Collected data entries:

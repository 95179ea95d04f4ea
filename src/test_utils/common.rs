use crate::Grid;

/// One-dimensional grid holding 5, 6 and 7 at -10, 0 and 10.
pub(crate) fn line_grid() -> Grid<i32> {
    let grid = Grid::new();
    grid.set(-10, 5);
    grid.set(0, 6);
    grid.set(10, 7);
    grid
}

/// Ragged two-dimensional grid rendering as `[[3],[4],[5,6]]`.
pub(crate) fn ragged_grid() -> Grid<i32> {
    let grid = Grid::new();
    for (row, column, value) in [(1, 2, 3), (2, 2, 4), (3, 1, 5), (3, 2, 6)] {
        grid.at(row).unwrap().set(column, value);
    }
    grid
}

/// Square grid covering `-radius..=radius` on both axes; every cell holds
/// its Manhattan distance from the origin.
pub(crate) fn square_grid(radius: i64) -> Grid<i64> {
    let grid = Grid::new();
    for x in -radius..=radius {
        let row = grid.at(x).unwrap();
        for y in -radius..=radius {
            row.set(y, x.abs() + y.abs());
        }
    }
    grid
}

Work instruction
Lines above with "radius" in them are the ones to copy.

Response area
/// Square grid covering `-radius..=radius` on both axes; every cell holds
pub(crate) fn square_grid(radius: i64) -> Grid<i64> {
    for x in -radius..=radius {
        for y in -radius..=radius {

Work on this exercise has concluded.